Baby Showers

To invite or not to invite my FIL's wife…

My mom and sister are throwing me a baby shower this Spring. All I've been asked to do is provide the guest list. My mom and I agreed that we would invite the same people that came to my bridal shower last year, which was mostly close family and friends. However the question came up as to whether we should invite my FIL's wife or not. My mom and I are both stumped, so I figured I would ask you ladies for your honest advice. Here's some background:

My DH's parents have been divorced since he was a little kid. My FIL has been remarried for more than 20 years. MIL absolutely HATES the wife and constantly talks shit about her. My in-laws divorced because my MIL left my FIL. There was no cheating on my FIL's part. The current wife was never "the other woman". My MIL is just a very dramatic and jealous person. She literally threw a shit fit last year when we invited my FIL's wife to our wedding (I mean, were we NOT supposed to invite her?). Her exact words were "Who does that woman think she is, coming to MY son's wedding?!" As it turns out, FIL's wife ended up getting sick a few days before and was told by her doctor not to travel (we had a DW).

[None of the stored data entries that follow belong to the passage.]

// ─── Native Extraction ───
// Unpacks a natives jar into its classifier directory.

use std::path::{Path, PathBuf};

use tracing::debug;

use crate::core::error::{LauncherError, LauncherResult};

/// Extract every entry of the zip at `jar` into `dest`, skipping entries
/// whose archive path starts with one of `exclude`. Entries that would
/// escape `dest` are skipped as well. Returns the number of files written.
pub async fn extract_natives(jar: &Path, dest: &Path, exclude: &[String]) -> LauncherResult<usize> {
    let jar = jar.to_path_buf();
    let dest = dest.to_path_buf();
    let exclude = exclude.to_vec();

    tokio::task::spawn_blocking(move || extract_blocking(&jar, &dest, &exclude))
        .await
        .map_err(|e| LauncherError::Other(format!("Task join error: {}", e)))?
}

fn extract_blocking(jar: &Path, dest: &Path, exclude: &[String]) -> LauncherResult<usize> {
    let file = std::fs::File::open(jar).map_err(|e| LauncherError::io(jar, e))?;
    let mut archive = zip::ZipArchive::new(file)?;
    std::fs::create_dir_all(dest).map_err(|e| LauncherError::io(dest, e))?;

    let mut written = 0;
    for i in 0..archive.len() {
        let mut entry = archive.by_index(i)?;
        let name = entry.name().to_string();

        if exclude.iter().any(|prefix| name.starts_with(prefix.as_str())) {
            continue;
        }
        let Some(relative) = entry.enclosed_name() else {
            debug!("Skipping unsafe archive entry {}", name);
            continue;
        };
        let target: PathBuf = dest.join(relative);

        if entry.is_dir() {
            std::fs::create_dir_all(&target).map_err(|e| LauncherError::io(&target, e))?;
            continue;
        }
        if let Some(parent) = target.parent() {
            std::fs::create_dir_all(parent).map_err(|e| LauncherError::io(parent, e))?;
        }
        let mut out = std::fs::File::create(&target).map_err(|e| LauncherError::io(&target, e))?;
        std::io::copy(&mut entry, &mut out).map_err(|e| LauncherError::io(&target, e))?;
        written += 1;
    }

    debug!("Extracted {} native files from {:?}", written, jar);
    Ok(written)
}


#[cfg(test)]
mod tests {
    use super::testing::jar_with;
    use super::*;

    #[tokio::test]
    async fn extracts_everything_but_excluded_prefixes() {
        let dir = std::env::temp_dir().join(format!("yamcl-natives-{}", std::process::id()));
        let _ = std::fs::remove_dir_all(&dir);
        std::fs::create_dir_all(&dir).unwrap();

        let jar = dir.join("lwjgl-platform-2.9.1-natives-linux.jar");
        std::fs::write(
            &jar,
            jar_with(&[
                ("liblwjgl64.so", "elf"),
                ("META-INF/MANIFEST.MF", "Manifest-Version: 1.0"),
                ("sub/libopenal.so", "elf2"),
            ]),
        )
        .unwrap();

        let dest = dir.join("natives-linux");
        let count = extract_natives(&jar, &dest, &["META-INF/".to_string()])
            .await
            .unwrap();

        assert_eq!(count, 2);
        assert_eq!(std::fs::read(dest.join("liblwjgl64.so")).unwrap(), b"elf");
        assert!(dest.join("sub").join("libopenal.so").exists());
        assert!(!dest.join("META-INF").exists());

        let _ = std::fs::remove_dir_all(&dir);
    }
}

So she never came to the wedding and everyone got along just fine. The thing is - FIL's wife is a very nice woman, she has always been kind to me, and she was even more thrilled than my FIL was when we told her about this pregnancy. She was actually nicer about it than my MIL (who started hysterically crying and acting like I just ruined her son's life).

I'm really worried that if I invite FIL's wife, my MIL will make a huge stink about it and behave poorly at my shower… because that's just the kind of person she is. DH said he doesn't care if I include her or not. I'm not inviting anyone else from DH's side of the family, except for two women who are married into the family (like me). I am just worried that if I don't invite her and she finds out about it she'll feel like I snubbed her.

What do you guys think I should do? Invite or not invite?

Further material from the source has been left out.